Posté : 29 sept. 2009 10:38
par Karibou
Et pendant ce temps là les anarchistes se marrent.
Posté : 29 sept. 2009 11:09
par -K-
tiens, tu peux nous dire ce que tu connais des anarchistes par exemple ?
Posté : 29 sept. 2009 11:14
par jesperolsen
Pour nous autres, gens de gauche, définir l'extrême-gauche est quand même chose compliquée.
Une ligne de démarcation historiquement fiable pour la France est tout de même de distinguer les partis qui souhaitent changer les choses dans un cadre républicain et démocratique ("la gauche") de ceux qui souhaitent changer les choses via la révolution ("l'extrême gauche").
Aujourd'hui, affirmer que la répartition des richesses en France doit être revue, que les services publics doivent être maintenus, que la laïcité n'est pas un principe négociable ou que la politique économique européenne doit être profondément modifiée, je ne vois pas en quoi cela peut être assimilé à un discours extrémiste.
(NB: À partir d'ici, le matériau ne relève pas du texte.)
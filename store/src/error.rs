//! Error types for store operations.
//!
//! Every failure carries enough context (migration id, table, file path)
//! to be shown to a user as-is.

use std::io;
use std::path::Path;

use thiserror::Error;

/// Errors that can occur during store operations.
#[derive(Debug, Error)]
pub enum StoreError {
    /// A file, migration definition, table or record does not exist.
    #[error("not found: {0}")]
    NotFound(String),

    /// Invalid or empty operation input, such as a migration without SQL.
    #[error("configuration error: {0}")]
    Config(String),

    /// A destructive operation was blocked by an existing artifact.
    #[error("conflict: {0}")]
    Conflict(String),

    /// Underlying SQLite open/query/exec failure.
    #[error("{context}: {source}")]
    Storage {
        context: String,
        #[source]
        source: rusqlite::Error,
    },

    /// Import data failed validation.
    #[error("validation error: {0}")]
    Validation(String),

    /// A verify or integrity step detected structural corruption.
    #[error("integrity error: {0}")]
    Integrity(String),

    /// Filesystem failure.
    #[error("{context}: {source}")]
    Io {
        context: String,
        #[source]
        source: io::Error,
    },

    /// Structured export encoding/decoding failure.
    #[error("json error: {0}")]
    Json(#[from] serde_json::Error),
}

impl StoreError {
    /// Returns a closure wrapping a SQLite error with `context`, for `map_err`.
    pub(crate) fn storage(context: impl Into<String>) -> impl FnOnce(rusqlite::Error) -> Self {
        let context = context.into();
        move |source| Self::Storage { context, source }
    }

    /// Returns a closure wrapping an I/O error with `context`, for `map_err`.
    pub(crate) fn io(context: impl Into<String>) -> impl FnOnce(io::Error) -> Self {
        let context = context.into();
        move |source| Self::Io { context, source }
    }

    pub(crate) fn missing_file(kind: &str, path: &Path) -> Self {
        Self::NotFound(format!("{kind} not found: {}", path.display()))
    }
}

impl From<rusqlite::Error> for StoreError {
    fn from(source: rusqlite::Error) -> Self {
        Self::Storage {
            context: "database error".to_string(),
            source,
        }
    }
}

impl From<gogo_core::ValidationError> for StoreError {
    fn from(err: gogo_core::ValidationError) -> Self {
        Self::Validation(err.to_string())
    }
}

/// Convenience alias for results with [`StoreError`].
pub type Result<T> = std::result::Result<T, StoreError>;
//! Output files written under a sibling temporary name.
//!
//! A [`StagedFile`] only replaces its target on [`StagedFile::commit`].
//! Dropping it uncommitted removes the temporary file, so a failed write
//! never leaves a truncated artifact at the target path.

use std::fs::{self, File};
use std::io::{self, BufWriter, Write};
use std::path::{Path, PathBuf};

use tracing::debug;

use crate::error::{Result, StoreError};

const STAGING_SUFFIX: &str = ".partial";

pub(crate) struct StagedFile {
    target: PathBuf,
    staging: PathBuf,
    writer: Option<BufWriter<File>>,
}

impl StagedFile {
    /// Creates the parent directory of `target` and opens the staging file.
    pub(crate) fn create(target: &Path) -> Result<Self> {
        create_parent_dir(target)?;
        let staging = with_suffix(target, STAGING_SUFFIX);
        let file = File::create(&staging)
            .map_err(StoreError::io(format!("failed to create {}", staging.display())))?;
        Ok(Self {
            target: target.to_path_buf(),
            staging,
            writer: Some(BufWriter::new(file)),
        })
    }

    /// Flushes, syncs and renames the staging file over the target.
    pub(crate) fn commit(mut self) -> Result<()> {
        let Some(writer) = self.writer.take() else {
            return Ok(());
        };
        let result = self.finish(writer);
        if result.is_err() {
            let _ = fs::remove_file(&self.staging);
        }
        result
    }

    fn finish(&self, writer: BufWriter<File>) -> Result<()> {
        let file = writer.into_inner().map_err(|err| StoreError::Io {
            context: format!("failed to flush {}", self.staging.display()),
            source: err.into_error(),
        })?;
        file.sync_all()
            .map_err(StoreError::io(format!("failed to sync {}", self.staging.display())))?;
        drop(file);
        fs::rename(&self.staging, &self.target).map_err(StoreError::io(format!(
            "failed to move {} into place",
            self.target.display()
        )))?;
        debug!(path = %self.target.display(), "committed output file");
        Ok(())
    }

    fn writer(&mut self) -> io::Result<&mut BufWriter<File>> {
        self.writer
            .as_mut()
            .ok_or_else(|| io::Error::other("staged file already committed"))
    }
}

impl Write for StagedFile {
    fn write(&mut self, buf: &[u8]) -> io::Result<usize> {
        self.writer()?.write(buf)
    }

    fn flush(&mut self) -> io::Result<()> {
        self.writer()?.flush()
    }
}

impl Drop for StagedFile {
    fn drop(&mut self) {
        if self.writer.take().is_some() {
            let _ = fs::remove_file(&self.staging);
        }
    }
}

/// True when both paths exist and resolve to the same file.
pub(crate) fn same_file(a: &Path, b: &Path) -> bool {
    match (fs::canonicalize(a), fs::canonicalize(b)) {
        (Ok(a), Ok(b)) => a == b,
        _ => false,
    }
}

/// True when `path` is the database at `db_path` or one of its WAL side
/// files.
pub(crate) fn is_store_file(path: &Path, db_path: &Path) -> bool {
    ["", "-wal", "-shm"]
        .iter()
        .any(|suffix| same_file(path, &with_suffix(db_path, suffix)))
}

pub(crate) fn create_parent_dir(path: &Path) -> Result<()> {
    match path.parent().filter(|p| !p.as_os_str().is_empty()) {
        Some(parent) => fs::create_dir_all(parent).map_err(StoreError::io(format!(
            "failed to create directory {}",
            parent.display()
        ))),
        None => Ok(()),
    }
}

pub(crate) fn with_suffix(path: &Path, suffix: &str) -> PathBuf {
    let mut raw = path.as_os_str().to_os_string();
    raw.push(suffix);
    PathBuf::from(raw)
}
C'est un discours de gauche. Mais même sur ces principes de base, le PS peine à avoir une ligne claire et arrêtée. Pour moi, cela signifie donc qu'il n'est pas à gauche. C'est tout.
Posté : 29 sept. 2009 11:17
par matt_bellamy37
-K- a écrit :tiens, tu peux nous dire ce que tu connais des anarchistes par exemple ?
t'es spécial toi? Vive la Kétamine
Posté : 29 sept. 2009 11:27
par nicobi
jesperolsen a écrit :... doit être revue, ... pas un principe négociable ... profondément modifiée ... ligne claire et arrêtée
Je sais pas si c'est de l'extrémisme mais en tout cas c'est une rhétorique puissante qui ne laisse pas beaucoup de place au débat.
Posté : 29 sept. 2009 11:32
par Karibou
-K- a écrit :tiens, tu peux nous dire ce que tu connais des anarchistes par exemple ?
Alors d'après ce que j'ai entendu mr le caractériel, les anarchistes ne sont pas interessés par les clivages idéologiques traditionnels de type droite ou gauche et surtout pas par la notion de parti ou structure politique.
Il me semble qu'ils pronent une organisation politique plus localisée dont le rôle serait de répondre à l'attente concrète de ses administrés ils ne souhaitent pas voir une personnalité à qui l'on délivre une sorte de chèque en blanc basé sur des promesses fumeuses diriger.
j'ai une connaissance assez vague du mouvement anarchiste mais je suis sûr qu'ils veulent rétablir l'esclavage et ceci pour faire chier une personne en particulier et rendre l'achat de comics obligatoire pour plaire à une autre.
Tout ce qu'il y a à savoir sur tout.